It is a GUI-based development environment and one of the Python packages, which connect to Python. For example, almost everyone has Twitter and Facebook accounts. How do you analyse date from Twitter and Facebook? PyCharm is the package available, if you want to:

  • pull streaming data from Twitter or Facebook,
  • save it and conduct a search in it,
  • do a sentiment analysis, or
  • run some kind of machine learning algorithm on it.

Many people have worked very hard in order to create these packages. Interestingly, all you have to do is read a little bit of documentation about this package and start implementing, instead of writing thousands of lines of code. Even in Python, you may end up writing 50-60 lines of code.

Machine Learning

Machine learning algorithms are mostly used to create artificial intelligence in machines. Those algorithms are also readily available in SciKit Learn. It has been optimized in a way that you can write your machine learning code in just 4-5 lines. You can use this package, invoke those procedures and functions, pass your data, fit your model and then predict the outcome. It is as easy as that. Python has made a lot of things easier and it is still being contributed by thousands of developers across the world. It’s going to get much better and that is why it’s becoming popular also.

Data Analytics

With libraries like PyDoop and SciPy, it’s a dream come true for Big Data Analytics. In this era, when you have tons of data flowing from everywhere, you first want those data to be analysed. In some organizations, they have data from the past 70 years, while in others they have data from past 30-40 years and it is too huge. They would have stored this data in some database somewhere, and it might be lost. Let’s take data of 1970s; but who cares about the 1970s data in this age? However, to find a trend, those data are important in a way. It’s not just important, it’s necessary to find a trend.

Let’s say, I am in a computer manufacturing company and I want to find a trend as to what’s happening. You might have heard about forecasting and how people do that. Basically, they capture the data of the past 2-3 years. Let’s say, last year in March, the sales were 1 million, in April the number was 2 million, in May 3 million, and so on and so forth. They would just take this data and then extrapolate it to this year. Then, they can assume that since last year in August, it was 1 million, this year too in August, it might be 1 million. That’s how they extrapolate it. There is still more to this algorithm, but this is just a simple example. So just look at the amount of data taken. May be in a couple of years when they average out the data of those years, they may do a moving average or use some kind of statistical algorithm but with a limited amount of data.

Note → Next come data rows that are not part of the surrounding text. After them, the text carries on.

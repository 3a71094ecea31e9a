use crate::analytics::compound::equity_curves;
use crate::analytics::curves::{beta_series, drawdown_series, sensitivity_curves, stress_curves};
use crate::analytics::histogram::return_histogram;
use crate::analytics::kpi::strategy_kpis;
use crate::analytics::monthly::monthly_grid;
use crate::analytics::rolling::rolling_correlation;
use crate::analytics::series::{CurveBundle, Histogram, KpiRow, MonthlyGrid, PointSeries};
use crate::ingest;
use crate::record::Record;
use crate::state::AppState;
use axum::extract::{Query, State};
use axum::response::Json;
use portable_atomic::Ordering;
use std::sync::Arc;

/// Everything the dashboard renders, derived in one pass over the
/// current dataset. Equity curves appear once; the frontend feeds them
/// to both the main equity chart and the static-vs-dynamic panel.
#[derive(Debug, serde::Serialize)]
pub struct DashboardStory {
    pub monthly: MonthlyGrid,
    pub histogram: Histogram,
    pub rolling_correlation: PointSeries,
    pub equity: CurveBundle,
    pub beta: PointSeries,
    pub kpis: Vec<KpiRow>,
    pub sensitivity: CurveBundle,
    pub stress_a: CurveBundle,
    pub stress_b: CurveBundle,
    pub drawdown: PointSeries,
}

/// Run every derivation over one record sequence. Each call is pure and
/// independent; this is the only place that composes them.
pub fn derive_story(records: &[Record]) -> DashboardStory {
    DashboardStory {
        monthly: monthly_grid(records),
        histogram: return_histogram(records),
        rolling_correlation: rolling_correlation(records),
        equity: equity_curves(records),
        beta: beta_series(records),
        kpis: strategy_kpis(records),
        sensitivity: sensitivity_curves(records),
        stress_a: stress_curves(records, "A"),
        stress_b: stress_curves(records, "B"),
        drawdown: drawdown_series(records),
    }
}

/// GET /api/story -- every derived view over the current dataset
pub async fn get_story(State(state): State<Arc<AppState>>) -> Json<DashboardStory> {
    let dataset = state.dataset();
    state.counters.stories_served.fetch_add(1, Ordering::Relaxed);
    Json(derive_story(&dataset))
}

/// GET /api/monthly -- seasonality grid
pub async fn get_monthly(State(state): State<Arc<AppState>>) -> Json<MonthlyGrid> {
    Json(monthly_grid(&state.dataset()))
}

/// GET /api/histogram -- return distribution
pub async fn get_histogram(State(state): State<Arc<AppState>>) -> Json<Histogram> {
    Json(return_histogram(&state.dataset()))
}

/// GET /api/correlation -- rolling correlation series
pub async fn get_correlation(State(state): State<Arc<AppState>>) -> Json<PointSeries> {
    Json(rolling_correlation(&state.dataset()))
}

/// GET /api/equity -- compounded equity curves
pub async fn get_equity(State(state): State<Arc<AppState>>) -> Json<CurveBundle> {
    Json(equity_curves(&state.dataset()))
}

/// GET /api/beta -- beta pass-through series
pub async fn get_beta(State(state): State<Arc<AppState>>) -> Json<PointSeries> {
    Json(beta_series(&state.dataset()))
}

/// GET /api/kpis -- per-strategy summary cards
pub async fn get_kpis(State(state): State<Arc<AppState>>) -> Json<Vec<KpiRow>> {
    Json(strategy_kpis(&state.dataset()))
}

/// GET /api/sensitivity -- raw equity projections
pub async fn get_sensitivity(State(state): State<Arc<AppState>>) -> Json<CurveBundle> {
    Json(sensitivity_curves(&state.dataset()))
}

#[derive(serde::Deserialize)]
pub struct StressQuery {
    pub scenario: Option<String>,
}

/// GET /api/stress -- stress projections; ?scenario=A labels one
/// scenario, otherwise both A and B are returned
pub async fn get_stress(
    State(state): State<Arc<AppState>>,
    Query(params): Query<StressQuery>,
) -> Json<serde_json::Value> {
    let dataset = state.dataset();
    match params.scenario.as_deref() {
        Some(scenario) => Json(serde_json::json!({
            "scenario": scenario,
            "curves": stress_curves(&dataset, scenario),
        })),
        None => Json(serde_json::json!({
            "a": stress_curves(&dataset, "A"),
            "b": stress_curves(&dataset, "B"),
        })),
    }
}

/// GET /api/drawdown -- raw return series under the drawdown title
pub async fn get_drawdown(State(state): State<Arc<AppState>>) -> Json<PointSeries> {
    Json(drawdown_series(&state.dataset()))
}

#[derive(serde::Deserialize)]
pub struct UploadQuery {
    pub name: Option<String>,
}

/// POST /api/upload -- replace the dataset from a delimited-text body.
/// The delimiter follows the uploaded file name (.tsv = tab).
pub async fn post_upload(
    State(state): State<Arc<AppState>>,
    Query(params): Query<UploadQuery>,
    body: String,
) -> Json<serde_json::Value> {
    let name = params.name.unwrap_or_default();
    let delimiter = ingest::csv::delimiter_for(&name);

    match ingest::csv::parse_delimited(&body, delimiter) {
        Ok(records) => {
            state.counters.uploads_accepted.fetch_add(1, Ordering::Relaxed);
            let source = if name.is_empty() { "upload" } else { name.as_str() };
            let (rows, strategies) = state.replace_dataset(records, source);
            tracing::info!(rows, strategies, file = %name, "dataset replaced from upload");
            Json(serde_json::json!({
                "rows": rows,
                "strategies": strategies,
                "source": source,
            }))
        }
        Err(e) => {
            state.counters.uploads_rejected.fetch_add(1, Ordering::Relaxed);
            tracing::warn!(error = %e, file = %name, "upload rejected");
            Json(serde_json::json!({ "error": e.to_string() }))
        }
    }
}

/// GET /api/counters -- performance counters (lock-free reads)
pub async fn get_counters(State(state): State<Arc<AppState>>) -> Json<serde_json::Value> {
    use portable_atomic::Ordering::Relaxed;
    Json(serde_json::json!({
        "uploads_accepted": state.counters.uploads_accepted.load(Relaxed),
        "uploads_rejected": state.counters.uploads_rejected.load(Relaxed),
        "rows_ingested": state.counters.rows_ingested.load(Relaxed),
        "stories_served": state.counters.stories_served.load(Relaxed),
        "ws_messages_sent": state.counters.ws_messages_sent.load(Relaxed),
    }))
}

With the advent of Hadoop and Big Data, Data Processing has changed. We can now process the data for 30 years and find a pattern, which might be anything. It can be sin wave or cosine wave to some graph, which is not any kind of wave, but just a zigzag graph. Even that can tell you a pattern. Now, in order to implement those algorithms with so much of data you have libraries like, PyDoop and SciPy.

Growing Interest in Python

Python has been there for the last 30 years, but the growth of interest started in July, 2010. Python has not derived its name from the animal, python (snake). It was rather the name of a play in London, UK, where it originated. It was there for a long time, but in July, 2010 the interest in Python started growing and as of today it is growing really well. Most of the organizations, especially the ones dealing with data and Data Analytics ask if you have experience with Python. Even if you do not have any experience, they tend to ask if you know what Python is.

Got a question for us? Please mention them in the comments section and we will get back to you.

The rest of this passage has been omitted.